**WHAT TO WORK ON:** If a line in the data below includes the string "shared", please return a copy of it.

**PROVIDED DATA:**
**********

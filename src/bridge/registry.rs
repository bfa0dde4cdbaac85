//! Name-addressed dispatch across the runtime boundary
//!
//! The registry is the one place where a method name from the scripting
//! runtime becomes a typed native call. Lookup failures, deadlines, and
//! handler panics all come back through the invocation's rejection channel;
//! `invoke` itself never fails and never blocks the caller.

use std::collections::HashMap;
use std::sync::Arc;

use tracing::Instrument;

use crate::bridge::invocation::{self, InvocationHandle};
use crate::bridge::module::BridgeModule;
use crate::shared::error::BridgeError;
use crate::shared::settings::BridgeSettings;
use crate::shared::types::{InvocationId, MethodCall, Outcome};

pub struct BridgeRegistry {
    modules: HashMap<String, Arc<BridgeModule>>,
    settings: BridgeSettings,
}

impl BridgeRegistry {
    pub fn new() -> Self {
        Self::with_settings(BridgeSettings::default())
    }

    pub fn with_settings(settings: BridgeSettings) -> Self {
        Self {
            modules: HashMap::new(),
            settings,
        }
    }

    /// Register a module under its name. Startup-time validation: a second
    /// module with the same name is a configuration error, not a runtime
    /// condition.
    pub fn register(&mut self, module: BridgeModule) -> Result<(), BridgeError> {
        let name = module.name().to_string();
        if self.modules.contains_key(&name) {
            return Err(BridgeError::DuplicateModule(name));
        }
        tracing::info!(
            module = %name,
            methods = ?module.method_names().collect::<Vec<_>>(),
            "bridge module registered"
        );
        self.modules.insert(name, Arc::new(module));
        Ok(())
    }

    /// Issue one invocation. Returns immediately with the handle; the method
    /// body runs on a tokio worker task. Unknown module or method names
    /// reject the handle rather than erroring here, so the scripting side
    /// always observes failures through the same channel.
    ///
    /// Must be called from within a tokio runtime.
    pub fn invoke(&self, module: &str, method: &str, text: String) -> InvocationHandle {
        let id = InvocationId::new();
        let (mut handle, completer) = invocation::channel(id, module, method);
        tracing::debug!(id = %id, module, method, issued_at = %handle.issued_at(), "invocation issued");

        let Some(module) = self.modules.get(module) else {
            completer.reject(BridgeError::ModuleNotFound(module.to_string()).into());
            return handle;
        };
        let Some(target) = module.method(method) else {
            completer.reject(BridgeError::MethodNotFound(method.to_string()).into());
            return handle;
        };

        let target = Arc::clone(target);
        let deadline = self.settings.invoke_timeout();
        let span = tracing::debug_span!("bridge_invoke", id = %id);
        let task = tokio::spawn(
            async move {
                let fut = target.invoke(text);
                let completion = match deadline {
                    Some(deadline) => match tokio::time::timeout(deadline, fut).await {
                        Ok(completion) => completion,
                        Err(_) => Err(BridgeError::DeadlineElapsed.into()),
                    },
                    None => fut.await,
                };
                // A panic inside `fut` unwinds past this point; the
                // completer's drop guard then rejects on our behalf.
                match completion {
                    Ok(result) => completer.resolve(result),
                    Err(error) => completer.reject(error),
                }
            }
            .instrument(span),
        );
        handle.set_abort(task.abort_handle());
        handle
    }

    /// Envelope entry point for the scripting runtime's late-bound calls.
    pub fn dispatch(&self, call: MethodCall) -> InvocationHandle {
        self.invoke(&call.module, &call.method, call.text)
    }

    /// Dispatch and await, returning the wire-shaped outcome.
    pub async fn call(&self, call: MethodCall) -> Outcome {
        self.dispatch(call).outcome().await.into()
    }

    pub fn module_names(&self) -> impl Iterator<Item = &str> {
        self.modules.keys().map(String::as_str)
    }
}

impl Default for BridgeRegistry {
    fn default() -> Self {
        Self::new()
    }
}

**********

**ANSWER SECTION:**
use crate::shared::error::BridgeError;
use crate::shared::settings::BridgeSettings;
use crate::shared::types::{InvocationId, MethodCall, Outcome};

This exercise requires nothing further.